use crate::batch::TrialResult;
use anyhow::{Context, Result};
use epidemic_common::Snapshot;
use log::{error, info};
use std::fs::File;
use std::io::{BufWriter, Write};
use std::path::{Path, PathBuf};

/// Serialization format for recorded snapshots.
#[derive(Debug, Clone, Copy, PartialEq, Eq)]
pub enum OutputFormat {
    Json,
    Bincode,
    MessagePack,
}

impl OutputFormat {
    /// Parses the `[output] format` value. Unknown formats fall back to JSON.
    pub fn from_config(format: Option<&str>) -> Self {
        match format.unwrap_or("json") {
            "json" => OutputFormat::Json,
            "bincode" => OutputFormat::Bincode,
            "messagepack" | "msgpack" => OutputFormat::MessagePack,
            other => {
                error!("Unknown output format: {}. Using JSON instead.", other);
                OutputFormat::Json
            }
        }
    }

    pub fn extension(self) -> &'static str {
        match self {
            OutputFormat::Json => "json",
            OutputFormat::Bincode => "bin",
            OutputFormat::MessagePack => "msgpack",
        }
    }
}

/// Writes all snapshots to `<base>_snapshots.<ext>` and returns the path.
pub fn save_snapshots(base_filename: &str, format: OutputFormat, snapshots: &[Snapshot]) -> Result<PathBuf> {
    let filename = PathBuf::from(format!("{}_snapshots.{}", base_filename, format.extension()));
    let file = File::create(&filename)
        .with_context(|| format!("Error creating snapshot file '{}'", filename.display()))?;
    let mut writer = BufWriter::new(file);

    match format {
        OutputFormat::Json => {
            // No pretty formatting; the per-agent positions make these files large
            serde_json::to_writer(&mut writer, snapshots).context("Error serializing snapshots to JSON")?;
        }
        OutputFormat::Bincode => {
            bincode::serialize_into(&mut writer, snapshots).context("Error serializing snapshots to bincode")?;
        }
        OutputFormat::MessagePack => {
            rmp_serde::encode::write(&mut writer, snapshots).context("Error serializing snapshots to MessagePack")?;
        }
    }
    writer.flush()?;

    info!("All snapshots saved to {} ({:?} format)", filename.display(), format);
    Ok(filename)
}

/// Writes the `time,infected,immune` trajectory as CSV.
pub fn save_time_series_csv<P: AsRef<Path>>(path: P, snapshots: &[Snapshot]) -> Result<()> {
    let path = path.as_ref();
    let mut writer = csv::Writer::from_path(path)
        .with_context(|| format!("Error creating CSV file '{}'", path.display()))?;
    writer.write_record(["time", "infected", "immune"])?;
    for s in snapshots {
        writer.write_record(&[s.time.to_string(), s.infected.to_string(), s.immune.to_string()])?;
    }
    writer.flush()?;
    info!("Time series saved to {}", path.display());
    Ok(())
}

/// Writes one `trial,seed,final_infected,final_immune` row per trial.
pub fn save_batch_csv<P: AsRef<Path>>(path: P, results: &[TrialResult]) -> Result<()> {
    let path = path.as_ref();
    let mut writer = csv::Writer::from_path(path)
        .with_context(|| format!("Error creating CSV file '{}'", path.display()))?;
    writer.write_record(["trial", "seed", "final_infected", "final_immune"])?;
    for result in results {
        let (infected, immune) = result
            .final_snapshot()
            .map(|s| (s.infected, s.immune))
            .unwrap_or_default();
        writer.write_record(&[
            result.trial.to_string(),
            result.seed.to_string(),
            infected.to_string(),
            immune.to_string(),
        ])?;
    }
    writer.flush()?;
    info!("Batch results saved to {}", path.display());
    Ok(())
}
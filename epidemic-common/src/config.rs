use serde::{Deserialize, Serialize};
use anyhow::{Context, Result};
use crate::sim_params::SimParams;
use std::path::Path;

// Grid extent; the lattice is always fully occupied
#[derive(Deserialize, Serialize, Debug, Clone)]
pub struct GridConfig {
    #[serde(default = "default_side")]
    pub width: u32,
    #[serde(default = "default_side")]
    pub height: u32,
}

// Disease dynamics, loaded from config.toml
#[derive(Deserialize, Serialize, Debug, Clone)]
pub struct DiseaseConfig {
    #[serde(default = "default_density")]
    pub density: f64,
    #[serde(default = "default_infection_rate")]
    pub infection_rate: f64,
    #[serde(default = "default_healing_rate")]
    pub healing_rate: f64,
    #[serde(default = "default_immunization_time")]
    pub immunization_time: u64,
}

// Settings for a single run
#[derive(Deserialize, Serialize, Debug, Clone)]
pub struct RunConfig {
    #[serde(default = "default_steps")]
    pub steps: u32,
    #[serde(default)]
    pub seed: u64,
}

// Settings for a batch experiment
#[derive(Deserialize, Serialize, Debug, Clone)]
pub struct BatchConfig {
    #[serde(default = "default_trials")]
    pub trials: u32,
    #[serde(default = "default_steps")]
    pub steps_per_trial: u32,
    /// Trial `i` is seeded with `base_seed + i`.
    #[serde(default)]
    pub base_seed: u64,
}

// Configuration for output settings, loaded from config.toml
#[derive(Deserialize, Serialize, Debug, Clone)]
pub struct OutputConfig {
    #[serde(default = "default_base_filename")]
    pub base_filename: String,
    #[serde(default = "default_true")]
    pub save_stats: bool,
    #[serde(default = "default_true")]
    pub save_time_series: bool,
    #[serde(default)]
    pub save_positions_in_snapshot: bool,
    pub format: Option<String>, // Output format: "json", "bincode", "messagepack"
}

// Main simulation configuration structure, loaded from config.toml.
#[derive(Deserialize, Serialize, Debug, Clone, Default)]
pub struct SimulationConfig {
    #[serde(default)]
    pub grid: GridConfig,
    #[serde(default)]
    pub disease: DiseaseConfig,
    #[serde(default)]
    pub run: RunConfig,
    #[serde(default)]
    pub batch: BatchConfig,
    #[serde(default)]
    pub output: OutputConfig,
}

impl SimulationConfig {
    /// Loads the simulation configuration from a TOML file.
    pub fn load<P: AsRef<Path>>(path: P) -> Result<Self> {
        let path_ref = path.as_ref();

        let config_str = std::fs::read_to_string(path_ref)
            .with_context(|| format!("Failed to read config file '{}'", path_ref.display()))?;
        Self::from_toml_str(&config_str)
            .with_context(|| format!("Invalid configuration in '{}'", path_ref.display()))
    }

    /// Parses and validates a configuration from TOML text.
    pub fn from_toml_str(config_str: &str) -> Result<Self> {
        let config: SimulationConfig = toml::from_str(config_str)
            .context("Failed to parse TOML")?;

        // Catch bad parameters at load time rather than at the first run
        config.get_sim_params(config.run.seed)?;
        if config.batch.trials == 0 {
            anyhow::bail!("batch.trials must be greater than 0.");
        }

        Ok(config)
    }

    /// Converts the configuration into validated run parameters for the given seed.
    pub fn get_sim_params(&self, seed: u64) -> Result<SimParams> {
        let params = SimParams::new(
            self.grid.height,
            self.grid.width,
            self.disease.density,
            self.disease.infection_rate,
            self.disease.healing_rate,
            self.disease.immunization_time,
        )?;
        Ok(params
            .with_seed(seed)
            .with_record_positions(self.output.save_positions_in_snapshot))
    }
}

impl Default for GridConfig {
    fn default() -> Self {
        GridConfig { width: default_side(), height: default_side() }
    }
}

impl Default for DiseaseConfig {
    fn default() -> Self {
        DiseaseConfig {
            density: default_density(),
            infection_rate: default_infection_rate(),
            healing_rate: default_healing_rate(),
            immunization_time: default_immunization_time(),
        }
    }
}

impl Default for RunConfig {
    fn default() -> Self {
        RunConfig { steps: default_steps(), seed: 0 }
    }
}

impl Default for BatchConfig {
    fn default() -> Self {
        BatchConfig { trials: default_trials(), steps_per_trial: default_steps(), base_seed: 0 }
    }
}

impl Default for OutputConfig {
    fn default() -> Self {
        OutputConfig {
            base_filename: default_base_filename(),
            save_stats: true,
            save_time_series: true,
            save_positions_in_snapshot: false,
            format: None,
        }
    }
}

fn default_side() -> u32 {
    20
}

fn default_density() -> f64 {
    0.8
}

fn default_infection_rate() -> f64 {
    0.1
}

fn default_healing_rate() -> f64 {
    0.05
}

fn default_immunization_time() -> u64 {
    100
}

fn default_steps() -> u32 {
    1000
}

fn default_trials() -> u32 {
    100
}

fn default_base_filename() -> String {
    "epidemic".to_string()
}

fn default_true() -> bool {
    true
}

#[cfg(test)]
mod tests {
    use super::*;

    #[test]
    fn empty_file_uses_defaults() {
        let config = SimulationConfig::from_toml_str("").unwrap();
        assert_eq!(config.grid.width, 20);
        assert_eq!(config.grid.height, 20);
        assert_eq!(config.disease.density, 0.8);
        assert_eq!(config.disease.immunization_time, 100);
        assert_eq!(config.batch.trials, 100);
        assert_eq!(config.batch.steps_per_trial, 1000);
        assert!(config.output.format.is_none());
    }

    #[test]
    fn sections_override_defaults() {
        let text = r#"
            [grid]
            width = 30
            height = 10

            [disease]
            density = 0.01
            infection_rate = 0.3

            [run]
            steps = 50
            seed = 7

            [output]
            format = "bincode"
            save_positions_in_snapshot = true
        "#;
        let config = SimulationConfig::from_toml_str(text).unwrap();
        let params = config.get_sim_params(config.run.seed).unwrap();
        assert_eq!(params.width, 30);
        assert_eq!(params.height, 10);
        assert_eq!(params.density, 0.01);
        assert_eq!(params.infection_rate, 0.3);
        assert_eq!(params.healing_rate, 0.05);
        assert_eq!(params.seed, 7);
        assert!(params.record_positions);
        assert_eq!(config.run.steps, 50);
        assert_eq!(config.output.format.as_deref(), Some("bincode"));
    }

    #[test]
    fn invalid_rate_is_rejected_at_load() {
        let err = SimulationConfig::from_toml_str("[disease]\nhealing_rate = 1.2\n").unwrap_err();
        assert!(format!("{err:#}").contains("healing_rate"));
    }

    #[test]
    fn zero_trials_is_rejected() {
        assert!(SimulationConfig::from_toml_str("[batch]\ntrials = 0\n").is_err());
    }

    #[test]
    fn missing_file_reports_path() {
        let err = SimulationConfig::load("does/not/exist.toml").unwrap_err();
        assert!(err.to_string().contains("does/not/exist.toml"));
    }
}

### What you should do
In the records above, locate each line with the word "than". Copy all such lines.

### Response below
        // Catch bad parameters at load time rather than at the first run
            anyhow::bail!("batch.trials must be greater than 0.");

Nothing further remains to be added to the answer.